* Problem to solve: Word for word, transcribe all the entries shown below.

* Provided records:
//! Checkpoint and section data model (spec 4.I).

use std::collections::HashMap;

use availmf_timer::TimerHandle;
use availmf_types::{Name, NodeId};
use bytes::Bytes;
use thiserror::Error;

pub type SectionId = Bytes;

/// The section every checkpoint has from creation; `max_sections == 1`
/// means only this section may ever exist.
pub fn default_section_id() -> SectionId {
    Bytes::new()
}

#[derive(Error, Debug, Clone, Copy, PartialEq, Eq)]
pub enum CkptError {
    #[error("checkpoint does not exist")]
    NotExist,
    #[error("checkpoint already exists with different attributes")]
    Exist,
    #[error("invalid parameter")]
    InvalidParam,
    #[error("out of memory")]
    NoMemory,
    #[error("no space for another section")]
    NoSpace,
    #[error("operation not valid in current state")]
    BadOperation,
    #[error("no sections match the iteration filter")]
    NoSections,
}

/// Replication policy for writes against a collocated checkpoint,
/// spec §1: whether every replica must durably apply a write before it
/// is acknowledged, or only the active replica.
#[derive(Debug, Clone, Copy, PartialEq, Eq)]
pub enum CreationFlags {
    AllReplicasWrite,
    ActiveReplicaWrite,
    ActiveReplicaWriteWeak,
}

/// Attributes supplied at creation time; must match on every
/// subsequent non-creating `Open` of the same name.
#[derive(Debug, Clone, Copy, PartialEq, Eq)]
pub struct CreationAttrs {
    pub creation_flags: CreationFlags,
    pub max_sections: u32,
    pub max_section_size: u32,
    pub max_section_id_size: u32,
    pub retention_duration_ns: u64,
}

#[derive(Debug, Clone, Copy, PartialEq, Eq)]
pub enum Expiration {
    Forever,
    At(u64),
}

#[derive(Debug, Clone)]
pub struct Section {
    pub id: SectionId,
    pub data: Vec<u8>,
    pub expiration: Expiration,
    pub last_update_ns: u64,
    pub(crate) timer: Option<TimerHandle>,
}

impl Section {
    pub fn new(id: SectionId, data: Vec<u8>, expiration: Expiration, now: u64) -> Self {
        Self { id, data, expiration, last_update_ns: now, timer: None }
    }
}

/// Snapshot description of a section, returned by reads and by
/// iteration, without exposing the live timer handle.
#[derive(Debug, Clone, PartialEq, Eq)]
pub struct SectionDescriptor {
    pub id: SectionId,
    pub size: usize,
    pub expiration: Expiration,
    pub last_update_ns: u64,
}

#[derive(Debug, Clone)]
pub struct Checkpoint {
    pub name: Name,
    pub attrs: CreationAttrs,
    pub ref_count: u32,
    pub ref_per_node: HashMap<NodeId, u32>,
    pub unlinked: bool,
    pub sections: HashMap<SectionId, Section>,
    pub(crate) retention_timer: Option<TimerHandle>,
    pub saved_ring_id: Option<availmf_types::RingId>,
    /// The node currently promoted to hold the active replica of this
    /// checkpoint, set by collocation/promotion (spec invariant 6: at
    /// most one node promoted at a time, tracked here as a single slot
    /// rather than a set so the invariant holds by construction).
    pub promoted_node: Option<NodeId>,
}

impl Checkpoint {
    pub fn new(name: Name, attrs: CreationAttrs, now: u64) -> Self {
        let mut sections = HashMap::new();
        sections.insert(default_section_id(), Section::new(default_section_id(), Vec::new(), Expiration::Forever, now));
        Self {
            name,
            attrs,
            ref_count: 0,
            ref_per_node: HashMap::new(),
            unlinked: false,
            sections,
            retention_timer: None,
            saved_ring_id: None,
            promoted_node: None,
        }
    }

    pub fn is_default_section(id: &SectionId) -> bool {
        id.is_empty()
    }

    /// Whether `node` must treat itself as the active replica for this
    /// checkpoint's writes (spec §1). `AllReplicasWrite` checkpoints
    /// have no single active replica: every replica applies writes
    /// directly. The two active-replica flags gate on which node is
    /// currently promoted.
    pub fn active_replica_set(&self, node: NodeId) -> bool {
        match self.attrs.creation_flags {
            CreationFlags::AllReplicasWrite => true,
            CreationFlags::ActiveReplicaWrite | CreationFlags::ActiveReplicaWriteWeak => self.promoted_node == Some(node),
        }
    }
}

* Task response:
//! Checkpoint and section data model (spec 4.I).

use std::collections::HashMap;

use availmf_timer::TimerHandle;
use availmf_types::{Name, NodeId};
use bytes::Bytes;
use thiserror::Error;

pub type SectionId = Bytes;

/// The section every checkpoint has from creation; `max_sections == 1`
/// means only this section may ever exist.
pub fn default_section_id() -> SectionId {
    Bytes::new()
}

#[derive(Error, Debug, Clone, Copy, PartialEq, Eq)]
pub enum CkptError {
    #[error("checkpoint does not exist")]
    NotExist,
    #[error("checkpoint already exists with different attributes")]
    Exist,
    #[error("invalid parameter")]
    InvalidParam,
    #[error("out of memory")]
    NoMemory,
    #[error("no space for another section")]
    NoSpace,
    #[error("operation not valid in current state")]
    BadOperation,
    #[error("no sections match the iteration filter")]
    NoSections,
}

/// Replication policy for writes against a collocated checkpoint,
/// spec §1: whether every replica must durably apply a write before it
/// is acknowledged, or only the active replica.
#[derive(Debug, Clone, Copy, PartialEq, Eq)]
pub enum CreationFlags {
    AllReplicasWrite,
    ActiveReplicaWrite,
    ActiveReplicaWriteWeak,
}

/// Attributes supplied at creation time; must match on every
/// subsequent non-creating `Open` of the same name.
#[derive(Debug, Clone, Copy, PartialEq, Eq)]
pub struct CreationAttrs {
    pub creation_flags: CreationFlags,
    pub max_sections: u32,
    pub max_section_size: u32,
    pub max_section_id_size: u32,
    pub retention_duration_ns: u64,
}

#[derive(Debug, Clone, Copy, PartialEq, Eq)]
pub enum Expiration {
    Forever,
    At(u64),
}

#[derive(Debug, Clone)]
pub struct Section {
    pub id: SectionId,
    pub data: Vec<u8>,
    pub expiration: Expiration,
    pub last_update_ns: u64,
    pub(crate) timer: Option<TimerHandle>,
}

impl Section {
    pub fn new(id: SectionId, data: Vec<u8>, expiration: Expiration, now: u64) -> Self {
        Self { id, data, expiration, last_update_ns: now, timer: None }
    }
}

/// Snapshot description of a section, returned by reads and by
/// iteration, without exposing the live timer handle.
#[derive(Debug, Clone, PartialEq, Eq)]
pub struct SectionDescriptor {
    pub id: SectionId,
    pub size: usize,
    pub expiration: Expiration,
    pub last_update_ns: u64,
}

#[derive(Debug, Clone)]
pub struct Checkpoint {
    pub name: Name,
    pub attrs: CreationAttrs,
    pub ref_count: u32,
    pub ref_per_node: HashMap<NodeId, u32>,
    pub unlinked: bool,
    pub sections: HashMap<SectionId, Section>,
    pub(crate) retention_timer: Option<TimerHandle>,
    pub saved_ring_id: Option<availmf_types::RingId>,
    /// The node currently promoted to hold the active replica of this
    /// checkpoint, set by collocation/promotion (spec invariant 6: at
    /// most one node promoted at a time, tracked here as a single slot
    /// rather than a set so the invariant holds by construction).
    pub promoted_node: Option<NodeId>,
}

impl Checkpoint {
    pub fn new(name: Name, attrs: CreationAttrs, now: u64) -> Self {
        let mut sections = HashMap::new();
        sections.insert(default_section_id(), Section::new(default_section_id(), Vec::new(), Expiration::Forever, now));
        Self {
            name,
            attrs,
            ref_count: 0,
            ref_per_node: HashMap::new(),
            unlinked: false,
            sections,
            retention_timer: None,
            saved_ring_id: None,
            promoted_node: None,
        }
    }

    pub fn is_default_section(id: &SectionId) -> bool {
        id.is_empty()
    }

    /// Whether `node` must treat itself as the active replica for this
    /// checkpoint's writes (spec §1). `AllReplicasWrite` checkpoints
    /// have no single active replica: every replica applies writes
    /// directly. The two active-replica flags gate on which node is
    /// currently promoted.
    pub fn active_replica_set(&self, node: NodeId) -> bool {
        match self.attrs.creation_flags {
            CreationFlags::AllReplicasWrite => true,
            CreationFlags::ActiveReplicaWrite | CreationFlags::ActiveReplicaWriteWeak => self.promoted_node == Some(node),
        }
    }
}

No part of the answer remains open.